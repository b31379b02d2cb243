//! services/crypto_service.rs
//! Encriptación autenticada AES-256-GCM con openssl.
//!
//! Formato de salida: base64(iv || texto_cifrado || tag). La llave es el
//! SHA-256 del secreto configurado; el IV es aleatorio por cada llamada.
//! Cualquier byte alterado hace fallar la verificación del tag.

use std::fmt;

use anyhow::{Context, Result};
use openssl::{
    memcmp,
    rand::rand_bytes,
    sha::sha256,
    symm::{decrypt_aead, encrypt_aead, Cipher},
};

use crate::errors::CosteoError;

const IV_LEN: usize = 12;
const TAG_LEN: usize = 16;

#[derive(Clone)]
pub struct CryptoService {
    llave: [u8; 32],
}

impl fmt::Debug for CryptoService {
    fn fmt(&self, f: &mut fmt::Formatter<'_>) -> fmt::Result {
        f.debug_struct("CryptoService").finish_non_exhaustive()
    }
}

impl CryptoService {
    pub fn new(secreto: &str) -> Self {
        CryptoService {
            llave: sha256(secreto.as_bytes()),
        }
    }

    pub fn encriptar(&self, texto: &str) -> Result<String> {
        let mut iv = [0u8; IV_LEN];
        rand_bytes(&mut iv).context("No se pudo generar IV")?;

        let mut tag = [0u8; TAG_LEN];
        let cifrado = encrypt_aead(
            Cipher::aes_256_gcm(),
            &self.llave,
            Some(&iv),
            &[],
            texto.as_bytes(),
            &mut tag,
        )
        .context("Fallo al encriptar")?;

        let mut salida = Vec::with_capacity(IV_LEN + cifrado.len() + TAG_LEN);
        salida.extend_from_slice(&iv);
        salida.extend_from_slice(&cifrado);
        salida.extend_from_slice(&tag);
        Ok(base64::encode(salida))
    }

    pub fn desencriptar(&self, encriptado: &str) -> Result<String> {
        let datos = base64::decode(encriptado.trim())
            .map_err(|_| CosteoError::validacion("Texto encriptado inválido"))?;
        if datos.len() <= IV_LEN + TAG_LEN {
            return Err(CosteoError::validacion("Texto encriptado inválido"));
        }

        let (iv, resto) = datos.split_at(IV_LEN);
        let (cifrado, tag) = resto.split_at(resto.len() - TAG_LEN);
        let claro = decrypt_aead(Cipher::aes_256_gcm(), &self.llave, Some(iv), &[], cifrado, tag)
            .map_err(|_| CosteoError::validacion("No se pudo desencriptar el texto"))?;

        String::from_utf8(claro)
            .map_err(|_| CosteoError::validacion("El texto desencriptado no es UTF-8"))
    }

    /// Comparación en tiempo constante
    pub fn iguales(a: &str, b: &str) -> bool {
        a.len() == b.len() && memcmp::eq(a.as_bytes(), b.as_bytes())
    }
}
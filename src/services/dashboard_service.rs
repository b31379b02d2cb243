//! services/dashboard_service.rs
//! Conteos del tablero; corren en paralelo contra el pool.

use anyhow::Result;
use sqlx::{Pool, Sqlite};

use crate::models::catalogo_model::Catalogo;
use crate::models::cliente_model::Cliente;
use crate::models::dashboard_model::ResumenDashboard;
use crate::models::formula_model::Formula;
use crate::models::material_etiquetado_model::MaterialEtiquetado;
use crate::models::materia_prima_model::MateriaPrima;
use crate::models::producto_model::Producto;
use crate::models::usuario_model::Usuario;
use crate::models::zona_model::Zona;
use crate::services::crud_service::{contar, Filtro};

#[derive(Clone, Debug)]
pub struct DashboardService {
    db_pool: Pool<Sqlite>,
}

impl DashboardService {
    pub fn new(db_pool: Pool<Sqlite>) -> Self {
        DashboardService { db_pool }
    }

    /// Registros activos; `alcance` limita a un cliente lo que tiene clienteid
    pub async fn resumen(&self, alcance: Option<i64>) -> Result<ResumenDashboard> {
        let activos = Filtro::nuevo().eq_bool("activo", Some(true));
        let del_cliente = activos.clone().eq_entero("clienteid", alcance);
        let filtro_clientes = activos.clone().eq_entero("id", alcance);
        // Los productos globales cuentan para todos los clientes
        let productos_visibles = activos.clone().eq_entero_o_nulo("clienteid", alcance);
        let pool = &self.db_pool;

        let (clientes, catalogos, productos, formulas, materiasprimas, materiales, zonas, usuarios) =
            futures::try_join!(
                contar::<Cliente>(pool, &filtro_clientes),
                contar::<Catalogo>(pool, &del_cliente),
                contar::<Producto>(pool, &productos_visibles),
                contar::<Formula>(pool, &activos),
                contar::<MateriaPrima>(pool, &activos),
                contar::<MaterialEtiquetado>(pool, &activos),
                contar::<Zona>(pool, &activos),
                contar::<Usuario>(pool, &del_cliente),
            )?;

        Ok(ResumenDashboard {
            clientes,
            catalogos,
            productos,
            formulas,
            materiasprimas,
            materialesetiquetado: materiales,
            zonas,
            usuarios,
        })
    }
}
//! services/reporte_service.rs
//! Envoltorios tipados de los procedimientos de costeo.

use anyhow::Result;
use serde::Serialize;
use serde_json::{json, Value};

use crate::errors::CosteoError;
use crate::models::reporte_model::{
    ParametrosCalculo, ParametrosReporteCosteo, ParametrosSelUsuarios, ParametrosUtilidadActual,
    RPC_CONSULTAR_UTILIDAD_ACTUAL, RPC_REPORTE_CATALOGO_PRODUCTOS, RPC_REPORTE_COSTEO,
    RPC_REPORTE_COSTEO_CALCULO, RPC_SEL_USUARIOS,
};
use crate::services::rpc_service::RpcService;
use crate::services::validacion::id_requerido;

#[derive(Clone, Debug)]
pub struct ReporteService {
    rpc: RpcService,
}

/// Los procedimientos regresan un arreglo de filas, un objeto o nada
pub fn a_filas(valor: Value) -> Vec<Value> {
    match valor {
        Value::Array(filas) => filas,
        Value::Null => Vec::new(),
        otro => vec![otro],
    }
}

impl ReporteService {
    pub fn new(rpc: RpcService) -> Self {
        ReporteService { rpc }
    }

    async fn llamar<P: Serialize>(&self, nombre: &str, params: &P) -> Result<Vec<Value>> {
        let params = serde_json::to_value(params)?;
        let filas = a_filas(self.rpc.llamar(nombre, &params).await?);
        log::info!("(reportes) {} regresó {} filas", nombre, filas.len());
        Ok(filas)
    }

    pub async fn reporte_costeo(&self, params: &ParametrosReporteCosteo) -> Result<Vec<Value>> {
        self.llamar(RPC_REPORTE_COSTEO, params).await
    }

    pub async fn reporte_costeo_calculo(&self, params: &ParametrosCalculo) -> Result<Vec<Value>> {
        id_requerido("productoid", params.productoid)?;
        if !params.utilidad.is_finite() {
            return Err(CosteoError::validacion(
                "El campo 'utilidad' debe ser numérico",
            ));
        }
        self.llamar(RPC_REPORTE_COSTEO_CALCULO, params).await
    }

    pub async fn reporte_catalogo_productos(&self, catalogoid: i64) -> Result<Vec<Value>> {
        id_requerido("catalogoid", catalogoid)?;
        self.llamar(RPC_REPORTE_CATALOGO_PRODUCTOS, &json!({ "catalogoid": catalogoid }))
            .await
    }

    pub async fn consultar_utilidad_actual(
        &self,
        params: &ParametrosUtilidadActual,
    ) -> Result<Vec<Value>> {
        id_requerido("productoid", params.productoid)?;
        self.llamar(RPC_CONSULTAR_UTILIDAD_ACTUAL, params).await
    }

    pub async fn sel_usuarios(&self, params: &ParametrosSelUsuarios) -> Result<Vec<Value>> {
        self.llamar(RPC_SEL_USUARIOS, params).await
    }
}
---+---
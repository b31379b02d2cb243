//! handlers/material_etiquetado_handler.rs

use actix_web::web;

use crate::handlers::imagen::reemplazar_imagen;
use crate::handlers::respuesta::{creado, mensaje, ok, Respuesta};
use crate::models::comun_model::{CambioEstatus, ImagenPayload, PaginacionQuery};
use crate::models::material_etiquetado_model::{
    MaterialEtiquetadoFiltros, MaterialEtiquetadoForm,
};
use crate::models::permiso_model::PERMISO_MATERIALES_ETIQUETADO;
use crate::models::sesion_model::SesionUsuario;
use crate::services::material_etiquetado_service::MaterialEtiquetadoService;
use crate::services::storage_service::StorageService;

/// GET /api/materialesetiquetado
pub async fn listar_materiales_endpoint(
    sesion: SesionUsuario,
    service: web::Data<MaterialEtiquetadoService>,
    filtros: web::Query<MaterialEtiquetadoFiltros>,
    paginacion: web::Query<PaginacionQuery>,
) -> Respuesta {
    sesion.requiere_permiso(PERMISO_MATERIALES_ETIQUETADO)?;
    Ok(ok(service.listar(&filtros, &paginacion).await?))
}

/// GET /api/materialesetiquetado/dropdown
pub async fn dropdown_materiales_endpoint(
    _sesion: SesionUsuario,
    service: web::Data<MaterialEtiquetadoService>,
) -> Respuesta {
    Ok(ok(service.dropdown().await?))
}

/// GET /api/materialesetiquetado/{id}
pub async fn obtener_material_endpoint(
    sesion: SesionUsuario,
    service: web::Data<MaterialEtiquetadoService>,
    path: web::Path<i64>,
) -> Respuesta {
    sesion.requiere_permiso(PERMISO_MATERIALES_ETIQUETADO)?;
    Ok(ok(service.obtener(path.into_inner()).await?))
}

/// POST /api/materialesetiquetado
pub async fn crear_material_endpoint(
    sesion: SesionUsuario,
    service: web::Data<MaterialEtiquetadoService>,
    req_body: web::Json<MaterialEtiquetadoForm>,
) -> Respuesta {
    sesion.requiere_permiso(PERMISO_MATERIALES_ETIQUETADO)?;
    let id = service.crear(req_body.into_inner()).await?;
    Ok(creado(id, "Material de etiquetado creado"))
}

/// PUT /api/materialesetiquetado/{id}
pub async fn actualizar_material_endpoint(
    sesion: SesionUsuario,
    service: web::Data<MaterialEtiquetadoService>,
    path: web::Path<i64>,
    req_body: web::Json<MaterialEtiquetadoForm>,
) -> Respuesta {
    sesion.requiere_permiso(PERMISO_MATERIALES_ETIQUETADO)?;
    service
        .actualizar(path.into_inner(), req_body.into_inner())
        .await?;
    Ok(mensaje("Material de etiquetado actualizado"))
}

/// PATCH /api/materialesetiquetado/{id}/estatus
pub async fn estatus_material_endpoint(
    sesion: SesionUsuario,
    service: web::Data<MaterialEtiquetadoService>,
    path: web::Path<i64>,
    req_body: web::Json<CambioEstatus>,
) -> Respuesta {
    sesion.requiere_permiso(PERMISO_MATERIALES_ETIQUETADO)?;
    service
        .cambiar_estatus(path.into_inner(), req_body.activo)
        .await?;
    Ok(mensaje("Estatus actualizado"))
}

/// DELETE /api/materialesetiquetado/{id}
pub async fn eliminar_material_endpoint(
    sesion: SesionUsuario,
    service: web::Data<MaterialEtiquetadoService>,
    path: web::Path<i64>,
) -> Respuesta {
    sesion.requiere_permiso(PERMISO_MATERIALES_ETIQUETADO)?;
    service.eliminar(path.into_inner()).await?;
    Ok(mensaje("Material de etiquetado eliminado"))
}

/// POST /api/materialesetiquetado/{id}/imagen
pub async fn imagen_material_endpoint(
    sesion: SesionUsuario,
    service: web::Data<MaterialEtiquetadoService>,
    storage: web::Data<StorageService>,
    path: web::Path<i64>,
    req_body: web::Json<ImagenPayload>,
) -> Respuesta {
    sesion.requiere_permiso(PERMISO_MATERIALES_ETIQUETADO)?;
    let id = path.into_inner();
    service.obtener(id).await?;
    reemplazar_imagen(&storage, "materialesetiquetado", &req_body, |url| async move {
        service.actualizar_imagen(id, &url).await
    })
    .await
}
---+---
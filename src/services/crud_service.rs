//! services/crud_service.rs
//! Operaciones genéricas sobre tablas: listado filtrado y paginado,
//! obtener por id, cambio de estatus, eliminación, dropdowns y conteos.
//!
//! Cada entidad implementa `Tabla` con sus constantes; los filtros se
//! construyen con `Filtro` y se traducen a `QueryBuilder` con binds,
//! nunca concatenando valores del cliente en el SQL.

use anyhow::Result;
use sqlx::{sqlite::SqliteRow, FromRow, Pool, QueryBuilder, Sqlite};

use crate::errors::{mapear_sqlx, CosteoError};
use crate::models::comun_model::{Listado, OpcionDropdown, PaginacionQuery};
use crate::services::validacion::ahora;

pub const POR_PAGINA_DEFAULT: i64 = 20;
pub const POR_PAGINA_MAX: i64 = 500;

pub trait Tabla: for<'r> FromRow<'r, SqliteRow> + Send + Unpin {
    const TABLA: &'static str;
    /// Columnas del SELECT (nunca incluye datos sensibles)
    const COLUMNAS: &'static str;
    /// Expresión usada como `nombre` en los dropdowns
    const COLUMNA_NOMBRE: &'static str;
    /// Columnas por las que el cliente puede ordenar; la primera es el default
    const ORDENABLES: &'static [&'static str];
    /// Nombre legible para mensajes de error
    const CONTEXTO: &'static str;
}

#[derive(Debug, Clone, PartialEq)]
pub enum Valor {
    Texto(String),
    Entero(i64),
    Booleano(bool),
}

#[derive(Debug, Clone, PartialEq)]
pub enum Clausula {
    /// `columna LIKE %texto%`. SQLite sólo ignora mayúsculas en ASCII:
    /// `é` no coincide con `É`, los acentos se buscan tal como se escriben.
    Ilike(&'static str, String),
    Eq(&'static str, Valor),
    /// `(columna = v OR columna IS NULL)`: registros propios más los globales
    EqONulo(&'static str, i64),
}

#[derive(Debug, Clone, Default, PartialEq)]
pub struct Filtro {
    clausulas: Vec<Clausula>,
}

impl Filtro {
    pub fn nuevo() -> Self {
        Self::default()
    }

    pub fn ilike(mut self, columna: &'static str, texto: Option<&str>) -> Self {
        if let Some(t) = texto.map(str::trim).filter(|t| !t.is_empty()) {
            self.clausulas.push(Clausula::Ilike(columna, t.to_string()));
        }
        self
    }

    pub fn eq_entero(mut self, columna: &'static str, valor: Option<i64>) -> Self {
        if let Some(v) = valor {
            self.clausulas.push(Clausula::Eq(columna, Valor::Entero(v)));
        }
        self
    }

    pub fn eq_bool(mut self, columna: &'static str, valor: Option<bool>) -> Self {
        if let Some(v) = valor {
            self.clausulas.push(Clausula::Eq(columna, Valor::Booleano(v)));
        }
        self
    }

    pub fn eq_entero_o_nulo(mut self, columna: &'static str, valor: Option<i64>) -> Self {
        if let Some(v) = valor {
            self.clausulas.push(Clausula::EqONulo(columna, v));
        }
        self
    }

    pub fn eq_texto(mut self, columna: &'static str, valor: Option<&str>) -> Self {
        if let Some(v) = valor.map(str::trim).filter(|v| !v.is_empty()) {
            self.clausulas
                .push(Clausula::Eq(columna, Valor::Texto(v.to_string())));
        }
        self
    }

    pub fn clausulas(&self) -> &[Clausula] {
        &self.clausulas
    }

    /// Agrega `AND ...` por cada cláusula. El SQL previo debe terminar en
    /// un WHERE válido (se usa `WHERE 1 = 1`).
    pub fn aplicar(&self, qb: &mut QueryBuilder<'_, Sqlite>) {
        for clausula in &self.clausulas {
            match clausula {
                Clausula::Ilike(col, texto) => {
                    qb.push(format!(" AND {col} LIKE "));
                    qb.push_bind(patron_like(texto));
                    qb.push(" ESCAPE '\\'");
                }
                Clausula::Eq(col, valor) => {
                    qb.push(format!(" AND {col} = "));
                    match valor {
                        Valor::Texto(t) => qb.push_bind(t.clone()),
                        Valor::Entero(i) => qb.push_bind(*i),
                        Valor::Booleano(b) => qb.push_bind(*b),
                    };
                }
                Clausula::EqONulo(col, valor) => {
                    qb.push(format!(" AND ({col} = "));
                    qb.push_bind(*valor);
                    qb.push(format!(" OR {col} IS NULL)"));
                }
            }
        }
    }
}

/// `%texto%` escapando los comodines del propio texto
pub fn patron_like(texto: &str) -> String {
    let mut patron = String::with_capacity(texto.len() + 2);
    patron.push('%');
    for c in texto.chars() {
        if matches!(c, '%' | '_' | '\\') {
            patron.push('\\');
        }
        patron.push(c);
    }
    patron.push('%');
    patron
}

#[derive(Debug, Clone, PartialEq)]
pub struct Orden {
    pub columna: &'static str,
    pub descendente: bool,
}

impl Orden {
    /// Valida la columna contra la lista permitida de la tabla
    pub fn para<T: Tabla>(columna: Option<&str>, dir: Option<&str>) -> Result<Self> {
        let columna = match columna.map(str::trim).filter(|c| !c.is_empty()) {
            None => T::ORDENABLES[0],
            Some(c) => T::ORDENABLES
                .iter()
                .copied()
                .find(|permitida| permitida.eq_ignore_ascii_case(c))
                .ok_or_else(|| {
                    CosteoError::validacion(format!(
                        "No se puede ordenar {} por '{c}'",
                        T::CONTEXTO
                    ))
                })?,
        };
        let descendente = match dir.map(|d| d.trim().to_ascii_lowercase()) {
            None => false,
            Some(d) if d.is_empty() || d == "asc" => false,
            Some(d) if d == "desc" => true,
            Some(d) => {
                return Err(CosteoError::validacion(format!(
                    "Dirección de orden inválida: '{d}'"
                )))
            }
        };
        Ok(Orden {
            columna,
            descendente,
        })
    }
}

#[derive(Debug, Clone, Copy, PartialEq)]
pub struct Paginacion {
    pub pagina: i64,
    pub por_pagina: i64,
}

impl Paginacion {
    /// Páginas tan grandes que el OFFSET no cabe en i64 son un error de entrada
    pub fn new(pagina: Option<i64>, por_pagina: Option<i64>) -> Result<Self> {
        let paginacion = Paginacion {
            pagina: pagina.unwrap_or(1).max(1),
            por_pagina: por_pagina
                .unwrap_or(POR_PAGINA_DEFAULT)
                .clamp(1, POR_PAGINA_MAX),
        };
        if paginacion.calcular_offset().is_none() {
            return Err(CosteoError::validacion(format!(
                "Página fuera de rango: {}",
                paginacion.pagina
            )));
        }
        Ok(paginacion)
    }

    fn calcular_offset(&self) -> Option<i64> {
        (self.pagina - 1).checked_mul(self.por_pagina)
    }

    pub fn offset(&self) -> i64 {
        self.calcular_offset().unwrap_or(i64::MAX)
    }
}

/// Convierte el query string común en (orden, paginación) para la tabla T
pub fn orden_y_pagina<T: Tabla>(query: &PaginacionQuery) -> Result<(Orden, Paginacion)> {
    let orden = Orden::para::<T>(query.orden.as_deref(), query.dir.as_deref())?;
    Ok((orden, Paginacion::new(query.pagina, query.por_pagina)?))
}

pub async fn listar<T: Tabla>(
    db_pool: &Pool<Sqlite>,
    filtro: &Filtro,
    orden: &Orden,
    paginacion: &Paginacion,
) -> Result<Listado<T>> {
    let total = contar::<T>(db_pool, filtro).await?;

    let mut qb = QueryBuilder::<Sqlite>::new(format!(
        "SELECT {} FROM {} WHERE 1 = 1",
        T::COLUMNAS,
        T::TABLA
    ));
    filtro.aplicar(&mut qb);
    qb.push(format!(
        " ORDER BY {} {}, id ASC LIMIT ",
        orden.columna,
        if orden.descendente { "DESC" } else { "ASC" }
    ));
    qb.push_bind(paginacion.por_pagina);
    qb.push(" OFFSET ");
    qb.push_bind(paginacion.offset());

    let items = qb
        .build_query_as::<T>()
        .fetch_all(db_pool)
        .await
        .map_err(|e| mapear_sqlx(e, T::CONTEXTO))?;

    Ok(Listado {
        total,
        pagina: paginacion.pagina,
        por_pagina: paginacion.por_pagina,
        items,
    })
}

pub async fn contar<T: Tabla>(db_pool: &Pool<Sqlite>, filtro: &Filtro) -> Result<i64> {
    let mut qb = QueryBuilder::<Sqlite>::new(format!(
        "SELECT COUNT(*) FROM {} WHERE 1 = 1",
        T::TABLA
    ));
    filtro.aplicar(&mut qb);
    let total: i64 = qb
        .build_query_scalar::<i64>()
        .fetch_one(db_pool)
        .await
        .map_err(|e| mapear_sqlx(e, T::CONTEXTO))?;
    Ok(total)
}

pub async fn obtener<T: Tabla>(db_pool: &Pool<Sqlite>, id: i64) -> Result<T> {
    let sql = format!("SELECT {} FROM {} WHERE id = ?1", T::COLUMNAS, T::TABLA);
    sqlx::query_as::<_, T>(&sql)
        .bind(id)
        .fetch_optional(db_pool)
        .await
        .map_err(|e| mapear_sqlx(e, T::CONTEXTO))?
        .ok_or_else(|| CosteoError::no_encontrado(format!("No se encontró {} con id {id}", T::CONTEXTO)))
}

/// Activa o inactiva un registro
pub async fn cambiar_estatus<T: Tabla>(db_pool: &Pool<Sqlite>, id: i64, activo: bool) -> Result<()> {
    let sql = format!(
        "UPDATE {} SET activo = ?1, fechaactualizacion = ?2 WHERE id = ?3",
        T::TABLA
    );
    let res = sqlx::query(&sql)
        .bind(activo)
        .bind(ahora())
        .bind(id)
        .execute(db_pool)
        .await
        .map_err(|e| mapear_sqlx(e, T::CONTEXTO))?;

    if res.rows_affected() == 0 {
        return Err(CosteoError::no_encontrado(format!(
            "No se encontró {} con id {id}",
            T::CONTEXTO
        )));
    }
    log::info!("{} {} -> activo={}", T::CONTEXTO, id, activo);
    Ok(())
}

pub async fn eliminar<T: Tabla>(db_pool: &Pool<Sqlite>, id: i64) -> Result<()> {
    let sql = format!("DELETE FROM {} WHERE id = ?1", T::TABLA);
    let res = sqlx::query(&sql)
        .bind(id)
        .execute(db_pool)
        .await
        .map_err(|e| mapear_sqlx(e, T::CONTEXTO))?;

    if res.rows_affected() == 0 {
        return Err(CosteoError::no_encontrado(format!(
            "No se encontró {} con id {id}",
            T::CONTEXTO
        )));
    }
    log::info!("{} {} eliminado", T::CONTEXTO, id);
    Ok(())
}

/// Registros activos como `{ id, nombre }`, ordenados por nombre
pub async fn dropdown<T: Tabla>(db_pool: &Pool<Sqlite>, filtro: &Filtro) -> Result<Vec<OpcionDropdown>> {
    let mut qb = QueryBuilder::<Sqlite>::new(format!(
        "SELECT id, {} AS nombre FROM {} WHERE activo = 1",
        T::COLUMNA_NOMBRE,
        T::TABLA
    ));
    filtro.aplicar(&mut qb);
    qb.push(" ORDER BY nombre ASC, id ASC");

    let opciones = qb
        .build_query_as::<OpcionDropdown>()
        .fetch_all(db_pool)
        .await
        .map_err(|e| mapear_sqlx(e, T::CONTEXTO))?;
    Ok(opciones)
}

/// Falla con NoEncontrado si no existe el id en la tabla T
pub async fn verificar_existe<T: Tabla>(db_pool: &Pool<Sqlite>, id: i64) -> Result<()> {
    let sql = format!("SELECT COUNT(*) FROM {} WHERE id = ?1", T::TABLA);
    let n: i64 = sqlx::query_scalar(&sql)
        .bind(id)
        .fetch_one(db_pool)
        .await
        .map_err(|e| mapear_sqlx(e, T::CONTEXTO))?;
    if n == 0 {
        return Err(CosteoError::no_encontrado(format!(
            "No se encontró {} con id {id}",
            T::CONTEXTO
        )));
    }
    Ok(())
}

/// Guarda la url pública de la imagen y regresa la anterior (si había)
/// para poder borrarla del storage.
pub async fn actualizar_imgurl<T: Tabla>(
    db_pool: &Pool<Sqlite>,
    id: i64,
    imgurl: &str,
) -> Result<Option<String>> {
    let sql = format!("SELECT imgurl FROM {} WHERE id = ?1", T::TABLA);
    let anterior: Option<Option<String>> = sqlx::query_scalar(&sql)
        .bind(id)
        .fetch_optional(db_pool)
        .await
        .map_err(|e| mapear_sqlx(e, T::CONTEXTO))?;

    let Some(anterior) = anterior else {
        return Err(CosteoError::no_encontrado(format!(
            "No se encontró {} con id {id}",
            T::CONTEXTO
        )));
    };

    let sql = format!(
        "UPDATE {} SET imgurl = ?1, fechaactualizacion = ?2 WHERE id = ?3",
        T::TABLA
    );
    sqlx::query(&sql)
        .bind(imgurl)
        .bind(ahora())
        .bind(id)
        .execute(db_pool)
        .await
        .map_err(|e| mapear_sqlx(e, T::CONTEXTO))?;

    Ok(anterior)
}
---+---
# Assignment
Provide only the number of lines in the records containing the string "Cipher".

# Task answer
3